# TASK REQUIREMENTS:
In the entries below, find every line with "while" and copy it.

═══ SUPPLIED INFORMATION

//! Overlay error types

use thiserror::Error;

/// Errors raised while loading overlay configuration
#[derive(Error, Debug)]
pub enum ConfigError {
    /// Malformed JSON option document
    #[error("Invalid JSON overlay options: {0}")]
    Json(#[from] serde_json::Error),

    /// Malformed TOML option document
    #[error("Invalid TOML overlay options: {0}")]
    Toml(#[from] toml::de::Error),
}

/// Overlay engine errors
///
/// Lifecycle entry points never surface these; they log and degrade to a
/// no-op. Lower-level helpers return them so the degradation is explicit.
#[derive(Error, Debug)]
pub enum OverlayError {
    /// No owner, or the owner is not on a map
    #[error("Overlay has no map")]
    NoMap,

    /// The overlay is not attached to an owner
    #[error("Overlay is detached")]
    Detached,

    /// No coordinate given, none remembered and the owner has no center
    #[error("Overlay has no coordinate to show at")]
    NoCoordinate,

    /// The map has no panel with the configured name
    #[error("Map has no panel named {0:?}")]
    MissingPanel(String),

    /// Option document could not be loaded
    #[error(transparent)]
    Config(#[from] ConfigError),
}

/// Result type for overlay operations
pub type Result<T> = std::result::Result<T, OverlayError>;
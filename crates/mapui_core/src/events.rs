//! Named-event subscription hub
//!
//! An [`EventHub`] maps a *set* of event kinds to a handler. Subscribing with
//! several kinds at once replaces string keys like `"zooming rotate pitch"`
//! with an explicit list, so emission never parses anything.
//!
//! # Example
//!
//! ```rust
//! use mapui_core::events::EventHub;
//! use std::cell::Cell;
//! use std::rc::Rc;
//!
//! #[derive(Clone, Copy, Debug, PartialEq, Eq, Hash)]
//! enum Kind { Zooming, Rotate, ZoomEnd }
//!
//! let hub = EventHub::new();
//! let hits = Rc::new(Cell::new(0));
//! let counter = Rc::clone(&hits);
//! let key = hub.on(&[Kind::Zooming, Kind::Rotate], move |_| counter.set(counter.get() + 1));
//!
//! hub.emit(Kind::Rotate);
//! hub.emit(Kind::ZoomEnd);
//! assert_eq!(hits.get(), 1);
//!
//! hub.off(key);
//! hub.emit(Kind::Zooming);
//! assert_eq!(hits.get(), 1);
//! ```

use std::cell::RefCell;
use std::fmt;
use std::hash::Hash;
use std::rc::Rc;

use slotmap::{new_key_type, SlotMap};
use smallvec::SmallVec;

new_key_type! {
    /// Handle to a registered listener, used to unsubscribe
    pub struct ListenerKey;
}

/// Marker for types usable as event kinds
pub trait EventKind: Copy + Eq + Hash + fmt::Debug + 'static {}

impl<T: Copy + Eq + Hash + fmt::Debug + 'static> EventKind for T {}

/// Shared event handler; receives the kind that fired
pub type EventHandler<K> = Rc<dyn Fn(K)>;

struct Listener<K: EventKind> {
    kinds: SmallVec<[K; 4]>,
    handler: EventHandler<K>,
}

/// Single-threaded subscription hub keyed by event kind
pub struct EventHub<K: EventKind> {
    listeners: RefCell<SlotMap<ListenerKey, Listener<K>>>,
}

impl<K: EventKind> Default for EventHub<K> {
    fn default() -> Self {
        Self::new()
    }
}

impl<K: EventKind> fmt::Debug for EventHub<K> {
    fn fmt(&self, f: &mut fmt::Formatter<'_>) -> fmt::Result {
        f.debug_struct("EventHub")
            .field("listeners", &self.len())
            .finish()
    }
}

impl<K: EventKind> EventHub<K> {
    pub fn new() -> Self {
        Self {
            listeners: RefCell::new(SlotMap::with_key()),
        }
    }

    /// Subscribe `handler` to every kind in `kinds`
    pub fn on<F>(&self, kinds: &[K], handler: F) -> ListenerKey
    where
        F: Fn(K) + 'static,
    {
        self.on_shared(kinds, Rc::new(handler))
    }

    /// Subscribe an already shared handler
    pub fn on_shared(&self, kinds: &[K], handler: EventHandler<K>) -> ListenerKey {
        self.listeners.borrow_mut().insert(Listener {
            kinds: SmallVec::from_slice(kinds),
            handler,
        })
    }

    /// Unsubscribe a listener. Returns false if it was not registered.
    pub fn off(&self, key: ListenerKey) -> bool {
        self.listeners.borrow_mut().remove(key).is_some()
    }

    /// Check whether `key` is still subscribed
    pub fn is_subscribed(&self, key: ListenerKey) -> bool {
        self.listeners.borrow().contains_key(key)
    }

    /// Check whether anyone listens for `kind`
    pub fn listens(&self, kind: K) -> bool {
        self.listeners
            .borrow()
            .values()
            .any(|l| l.kinds.contains(&kind))
    }

    /// Number of registered listeners
    pub fn len(&self) -> usize {
        self.listeners.borrow().len()
    }

    pub fn is_empty(&self) -> bool {
        self.len() == 0
    }

    /// Drop every listener
    pub fn clear(&self) {
        self.listeners.borrow_mut().clear();
    }

    /// Invoke every handler subscribed to `kind`
    ///
    /// Handlers may subscribe or unsubscribe while the event is being
    /// delivered. A listener removed by an earlier handler is skipped.
    /// Returns the number of handlers invoked.
    pub fn emit(&self, kind: K) -> usize {
        let targets: SmallVec<[(ListenerKey, EventHandler<K>); 8]> = self
            .listeners
            .borrow()
            .iter()
            .filter(|(_, l)| l.kinds.contains(&kind))
            .map(|(key, l)| (key, Rc::clone(&l.handler)))
            .collect();

        let mut invoked = 0;
        for (key, handler) in targets {
            if !self.is_subscribed(key) {
                continue;
            }
            handler(kind);
            invoked += 1;
        }
        invoked
    }
}

#[cfg(test)]
mod tests {
    use super::*;
    use std::cell::{Cell, RefCell};

    #[derive(Clone, Copy, Debug, PartialEq, Eq, Hash)]
    enum Kind {
        A,
        B,
        C,
    }

    #[test]
    fn test_emit_matches_kinds() {
        let hub = EventHub::new();
        let seen: Rc<RefCell<Vec<Kind>>> = Rc::new(RefCell::new(Vec::new()));
        let seen_clone = Rc::clone(&seen);
        hub.on(&[Kind::A, Kind::B], move |k| seen_clone.borrow_mut().push(k));

        assert_eq!(hub.emit(Kind::A), 1);
        assert_eq!(hub.emit(Kind::C), 0);
        assert_eq!(hub.emit(Kind::B), 1);
        assert_eq!(*seen.borrow(), vec![Kind::A, Kind::B]);
        assert!(hub.listens(Kind::A));
        assert!(!hub.listens(Kind::C));
    }

    #[test]
    fn test_off_and_is_subscribed() {
        let hub = EventHub::new();
        let key = hub.on(&[Kind::A], |_| {});
        assert!(hub.is_subscribed(key));
        assert!(hub.off(key));
        assert!(!hub.off(key));
        assert!(hub.is_empty());
    }

    #[test]
    fn test_handler_can_unsubscribe_others_during_emit() {
        let hub = Rc::new(EventHub::new());
        let second_hits = Rc::new(Cell::new(0));
        let victim: Rc<Cell<Option<ListenerKey>>> = Rc::new(Cell::new(None));

        let hub_clone = Rc::clone(&hub);
        let victim_clone = Rc::clone(&victim);
        hub.on(&[Kind::A], move |_| {
            if let Some(key) = victim_clone.get() {
                hub_clone.off(key);
            }
        });
        let hits = Rc::clone(&second_hits);
        let key = hub.on(&[Kind::A], move |_| hits.set(hits.get() + 1));
        victim.set(Some(key));

        assert_eq!(hub.emit(Kind::A), 1);
        assert_eq!(second_hits.get(), 0);
    }

    #[test]
    fn test_handler_can_subscribe_during_emit() {
        let hub = Rc::new(EventHub::new());
        let hub_clone = Rc::clone(&hub);
        hub.on(&[Kind::A], move |_| {
            hub_clone.on(&[Kind::A], |_| {});
        });

        // The listener added mid-emit only sees later events
        assert_eq!(hub.emit(Kind::A), 1);
        assert_eq!(hub.len(), 2);
    }
}
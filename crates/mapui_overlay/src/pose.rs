//! Pixel pose computation
//!
//! An overlay's pose is its view-space pixel position plus the transform
//! that places the element there, optionally tilted and rotated with the map.

use mapui_core::{Coordinate, Point};

use crate::config::OverlayConfig;
use crate::host::{Capabilities, Viewport};

/// Computed placement of an overlay
#[derive(Clone, Debug, PartialEq)]
pub struct Pose {
    /// View-space position of the element's top-left corner
    pub point: Point,
    /// Translate (plus tilt/rotation) transform, without a scale term
    pub transform: String,
}

impl Pose {
    /// Transform with a trailing scale term, used for scale animations
    pub fn transform_with_scale(&self, scale: f64) -> String {
        format!("{} scale({})", self.transform, scale)
    }
}

/// Altitude used for projection
///
/// An explicit z on the coordinate wins, then the owner's altitude, then 0.
pub fn resolve_altitude(coordinate: &Coordinate, owner_altitude: Option<f64>) -> f64 {
    coordinate.z.or(owner_altitude).unwrap_or(0.0)
}

/// Compute the pose of an overlay anchored at `coordinate`
///
/// The projected point gets the configured `dx`/`dy` and the component's
/// anchor offset added. Rounding, when enabled, happens last so the offsets
/// are not quantized twice.
pub fn compute_pose(
    viewport: &dyn Viewport,
    capabilities: Capabilities,
    coordinate: &Coordinate,
    owner_altitude: Option<f64>,
    config: &OverlayConfig,
    anchor_offset: Option<Point>,
) -> Pose {
    let altitude = resolve_altitude(coordinate, owner_altitude);
    let mut point = viewport
        .coordinate_to_view_point(coordinate, altitude)
        .offset(config.dx, config.dy);
    if let Some(anchor) = anchor_offset {
        point = point + anchor;
    }
    if config.round_point {
        point = point.round();
    }

    Pose {
        point,
        transform: translate(point, viewport, capabilities, config),
    }
}

/// Transform placing an element at `point`
///
/// With 3D transform support this is a `translate3d` followed by optional
/// `rotateX` (map pitch) and `rotateZ` (negated map bearing) terms in whole
/// degrees. Without it, a plain 2D `translate`.
pub fn translate(
    point: Point,
    viewport: &dyn Viewport,
    capabilities: Capabilities,
    config: &OverlayConfig,
) -> String {
    if !capabilities.transform_3d {
        return format!("translate({}px, {}px)", point.x, point.y);
    }

    let mut transform = format!("translate3d({}px, {}px, 0px)", point.x, point.y);
    let pitch = viewport.pitch();
    if config.pitch_with_map && pitch != 0.0 {
        transform.push_str(&format!(" rotateX({}deg)", whole_degrees(pitch)));
    }
    let bearing = viewport.bearing();
    if config.rotate_with_map && bearing != 0.0 {
        transform.push_str(&format!(" rotateZ({}deg)", whole_degrees(-bearing)));
    }
    transform
}

fn whole_degrees(degrees: f64) -> f64 {
    // + 0.0 turns -0 into 0
    degrees.round() + 0.0
}
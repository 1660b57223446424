//! Component capability set
//!
//! A concrete overlay (info window, tooltip, menu, marker label...) plugs
//! into the lifecycle engine by implementing [`UiComponent`]. Only
//! [`UiComponent::class_name`] and [`UiComponent::build_on`] are required;
//! every other hook has a default that opts out, so the engine can call them
//! unconditionally.

use std::fmt;
use std::rc::Rc;

use mapui_core::{Point, Size};
use smallvec::SmallVec;

use crate::config::OverlayConfig;
use crate::element::Element;
use crate::host::{MapEvent, MapHost, OwnerEvent};
use crate::overlay::Overlay;

/// What a component sees while building its element
pub struct BuildContext<'a> {
    pub map: &'a MapHost,
    pub overlay: &'a Overlay,
    pub config: &'a OverlayConfig,
}

/// Handler for an extra event binding
pub type BindingHandler<K> = Rc<dyn Fn(&Overlay, K)>;

/// Extra event binding a component asks for
///
/// Bound and unbound together with the engine's own bindings for the same
/// source.
pub struct EventBinding<K> {
    pub kinds: SmallVec<[K; 4]>,
    pub handler: BindingHandler<K>,
}

impl<K: Copy> EventBinding<K> {
    pub fn new<F>(kinds: &[K], handler: F) -> Self
    where
        F: Fn(&Overlay, K) + 'static,
    {
        Self {
            kinds: SmallVec::from_slice(kinds),
            handler: Rc::new(handler),
        }
    }
}

impl<K: fmt::Debug> fmt::Debug for EventBinding<K> {
    fn fmt(&self, f: &mut fmt::Formatter<'_>) -> fmt::Result {
        f.debug_struct("EventBinding")
            .field("kinds", &self.kinds)
            .finish_non_exhaustive()
    }
}

/// Content and hooks of a concrete overlay type
pub trait UiComponent {
    /// Class name; singleton slots are keyed by it
    fn class_name(&self) -> &str;

    /// Build the element to display
    ///
    /// Returning `None` is allowed: the show completes but nothing is
    /// displayed.
    fn build_on(&self, cx: &BuildContext<'_>) -> Option<Element>;

    /// Pixel offset of the content anchor for an element of `size`
    ///
    /// Evaluated on every pose computation.
    fn offset(&self, _size: Size) -> Option<Point> {
        None
    }

    /// Extra map bindings, active while map events are bound
    fn map_events(&self) -> Vec<EventBinding<MapEvent>> {
        Vec::new()
    }

    /// Extra owner bindings, active between `add_to` and `remove`
    fn owner_events(&self) -> Vec<EventBinding<OwnerEvent>> {
        Vec::new()
    }

    /// Called after the overlay is attached to an owner
    fn on_add(&self, _overlay: &Overlay) {}

    /// Called before the overlay tears down on `remove`
    fn on_remove(&self, _overlay: &Overlay) {}

    /// Called after this component's element left the document
    fn on_dom_remove(&self, _overlay: &Overlay) {}

    /// Transform origin for an element of `size`, relative to its top-left
    fn transform_origin(&self, _size: Size) -> Option<Point> {
        None
    }

    /// Whether `minZoom`/`maxZoom` apply to this component
    fn supports_zoom_filter(&self) -> bool {
        false
    }
}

══════

# COMPLETED TASK:
/// Errors raised while loading overlay configuration
    /// Handlers may subscribe or unsubscribe while the event is being
/// What a component sees while building its element
    /// Extra map bindings, active while map events are bound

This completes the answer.